Vaccine

Polio Vaccines

 
What is polio?

Poliomyelitis (polio, for short) is caused by a virus. The virus can be spread by drinking water with the polio virus in it. It can also be passed by close contact, such as kissing an infected person. Polio is a serious illness. It can cause paralysis (when you can't move your arms and legs) or even death. Before the first polio vaccine was developed in the 1950s, thousands of children got polio every year. Fortunately, the use of vaccines has made polio very rare today.The polio vaccine protects children from this now rare but crippling disease. The inactivated polio vaccine (IPV) is now recommended for all polio doses.

How can polio be prevented?

You can keep your children from getting polio by making sure they get the polio vaccine.

What is the polio vaccine?

A vaccine is a medicine you take to keep you from getting a disease. The polio vaccine, also called IPV, is given by injection (a "shot"). (It used to be given by drops in the mouth.)

When should my child be vaccinated?

Most children get 4 doses of polio vaccine on this schedule:

  • First dose when they are 2 months old.
  • Second dose when they are 4 months old.
  • Third dose when they are 6 to 18 months old.
  • Last dose when they are 4 to 6 years old.

Are there reasons not to get polio shots?

Your child shouldn't get the IPV shots if he or she is behind on receiving the shots or is allergic to these medicines: neomycin, streptomycin or polymyxin B.

What are the risks of the vaccine?

Vaccines carry a small risk of serious harm, such as a severe allergic reaction. IPV can't cause polio because it does not contain the live polio virus. (This was a small risk with the old oral vaccine.) Most people have no problems.

What if my child has a reaction to the vaccine?
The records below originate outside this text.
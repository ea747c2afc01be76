// Copyright 2025 the Bracken Authors
// SPDX-License-Identifier: Apache-2.0 OR MIT

//! The per-screen tooltip queue.

use alloc::string::String;
use alloc::vec::Vec;
use bracken_backend::{DrawSurface, TextLayout, palette};
use kurbo::{Point, Rect};

use crate::timer::TooltipTimers;

/// Default delay before a tooltip shows, in host ticks.
pub const DEFAULT_DELAY_TICKS: u32 = 30;

/// Horizontal offset of a focus-triggered tooltip from its widget.
const FOCUS_OFFSET_X: f64 = -12.0;

/// Minimum wrap width for tooltip text.
const MIN_WRAP_WIDTH: f64 = 200.0;

/// Padding between the popup background and its text.
const PADDING: f64 = 4.0;

/// A tooltip ready for display: wrapped lines at a screen position.
#[derive(Clone, Debug, PartialEq)]
pub struct Tooltip {
    /// Top-left of the first text line.
    pub position: Point,
    /// Pre-wrapped text lines.
    pub lines: Vec<String>,
}

impl Tooltip {
    /// Creates a tooltip from a position and wrapped lines.
    #[must_use]
    pub fn new(position: Point, lines: Vec<String>) -> Self {
        Self { position, lines }
    }
}

/// Schedules at most one tooltip per render pass.
///
/// One queue serves one screen; widgets call [`TooltipQueue::queue_for`]
/// during their render, and the host draws (or takes) the surviving entry
/// after the widget pass. When several widgets qualify in one frame the
/// last writer wins; there is no arbitration beyond render order.
#[derive(Debug)]
pub struct TooltipQueue {
    delay: u32,
    pending: Option<Tooltip>,
}

impl Default for TooltipQueue {
    fn default() -> Self {
        Self::new()
    }
}

impl TooltipQueue {
    /// Creates a queue with the default delay of [`DEFAULT_DELAY_TICKS`].
    #[must_use]
    pub fn new() -> Self {
        Self::with_delay(DEFAULT_DELAY_TICKS)
    }

    /// Creates a queue with an explicit delay threshold, in host ticks.
    #[must_use]
    pub fn with_delay(delay: u32) -> Self {
        Self {
            delay,
            pending: None,
        }
    }

    /// Returns the delay threshold, in host ticks.
    #[must_use]
    pub fn delay(&self) -> u32 {
        self.delay
    }

    /// Queues a tooltip for this render pass, replacing any earlier entry.
    pub fn queue(&mut self, tooltip: Tooltip) {
        self.pending = Some(tooltip);
    }

    /// Returns the entry queued so far this render pass.
    #[must_use]
    pub fn pending(&self) -> Option<&Tooltip> {
        self.pending.as_ref()
    }

    /// Removes and returns the pending entry.
    ///
    /// For hosts that draw their own popups instead of using
    /// [`TooltipQueue::render`].
    pub fn take(&mut self) -> Option<Tooltip> {
        self.pending.take()
    }

    /// Drives a widget's tooltip timers and queues its tooltip once due.
    ///
    /// Call once per widget render with the widget's current `hovered` and
    /// `focused` state and its screen `bounds`. The text wraps at half the
    /// widget width, but no narrower than [`MIN_WRAP_WIDTH`] units. A
    /// hover-due tooltip shows at the mouse; a focus-due tooltip shows at a
    /// fixed offset left of the widget, for keyboard navigation. An empty
    /// `text` resets both timers and queues nothing.
    pub fn queue_for(
        &mut self,
        timers: &mut TooltipTimers,
        text: &str,
        hovered: bool,
        focused: bool,
        bounds: Rect,
        mouse: Point,
        now: u64,
        layout: &dyn TextLayout,
    ) {
        if text.is_empty() {
            timers.reset();
            return;
        }
        let hover_ticks = timers.hover.update(hovered, now);
        let focus_ticks = timers.focus.update(focused, now);

        let wrap_width = (bounds.width() / 2.0).max(MIN_WRAP_WIDTH);
        if hovered && hover_ticks >= self.delay {
            self.queue(Tooltip::new(mouse, layout.wrap(text, wrap_width)));
        } else if focused && focus_ticks >= self.delay {
            let at = Point::new(bounds.x0 + FOCUS_OFFSET_X, bounds.y0);
            self.queue(Tooltip::new(at, layout.wrap(text, wrap_width)));
        }
    }

    /// Draws the pending tooltip, if any, and clears it.
    ///
    /// The popup is a background fill padded around shadowed text lines.
    /// Display state never persists: next frame the entry is rebuilt from
    /// the timers or not at all.
    pub fn render(&mut self, layout: &dyn TextLayout, surface: &mut dyn DrawSurface) {
        let Some(tip) = self.pending.take() else {
            return;
        };
        if tip.lines.is_empty() {
            return;
        }
        let line_advance = layout.line_height() + 1.0;
        let width = tip
            .lines
            .iter()
            .map(|line| layout.line_width(line))
            .fold(0.0, f64::max);
        let height = tip.lines.len() as f64 * line_advance - 1.0;
        surface.fill_rect(
            Rect::new(
                tip.position.x - PADDING,
                tip.position.y - PADDING,
                tip.position.x + width + PADDING,
                tip.position.y + height + PADDING,
            ),
            palette::TOOLTIP_BACKGROUND,
        );
        let mut y = tip.position.y;
        for line in &tip.lines {
            surface.draw_text(line, Point::new(tip.position.x, y), palette::WHITE, true);
            y += line_advance;
        }
    }
}
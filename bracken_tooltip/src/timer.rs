// Copyright 2025 the Bracken Authors
// SPDX-License-Identifier: Apache-2.0 OR MIT

//! Accumulation timers for tooltip triggers.

/// Counts distinct host ticks while a condition holds.
///
/// The timer has two states: idle (count zero) and accumulating. Each
/// [`DelayTimer::update`] with the condition true counts `now` once, even if
/// the widget is rendered several times within the same tick; an update with
/// the condition false resets the count to zero immediately.
#[derive(Clone, Copy, Debug, Default, PartialEq, Eq)]
pub struct DelayTimer {
    /// Accumulated tick count.
    pub ticks: u32,
    /// Last tick that was counted, if any.
    pub last_tick: Option<u64>,
}

impl DelayTimer {
    /// Advances the timer and returns the accumulated tick count.
    ///
    /// `now` is the host's monotonic frame tick. Passing `active = false`
    /// resets the timer and returns zero.
    pub fn update(&mut self, active: bool, now: u64) -> u32 {
        if !active {
            self.reset();
            return 0;
        }
        if self.last_tick != Some(now) {
            self.ticks = self.ticks.saturating_add(1);
            self.last_tick = Some(now);
        }
        self.ticks
    }

    /// Resets the timer to idle.
    pub fn reset(&mut self) {
        *self = Self::default();
    }
}

/// Per-widget tooltip timers: one machine per trigger kind.
///
/// Hover and focus accumulate independently; losing one condition resets
/// only that machine.
#[derive(Clone, Copy, Debug, Default, PartialEq, Eq)]
pub struct TooltipTimers {
    /// Timer driven by the hover condition.
    pub hover: DelayTimer,
    /// Timer driven by the focus condition.
    pub focus: DelayTimer,
}

impl TooltipTimers {
    /// Resets both timers to idle.
    pub fn reset(&mut self) {
        self.hover.reset();
        self.focus.reset();
    }
}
If your child has any reaction after getting the polio vaccine, call your doctor as soon as possible. In addition, if your child gets hives (swelling, itching and a burning sensation of the skin), has problems breathing, or goes into shock (becomes weak, faint, cold, clammy and sweaty), call 911 or take your child to a hospital emergency room. Be sure to tell the doctors caring for your child the day and time your child received the vaccine. Ask your doctor to file a Vaccine Adverse Event Report form with the CDC, or you can do it yourself by calling 800-822-7967.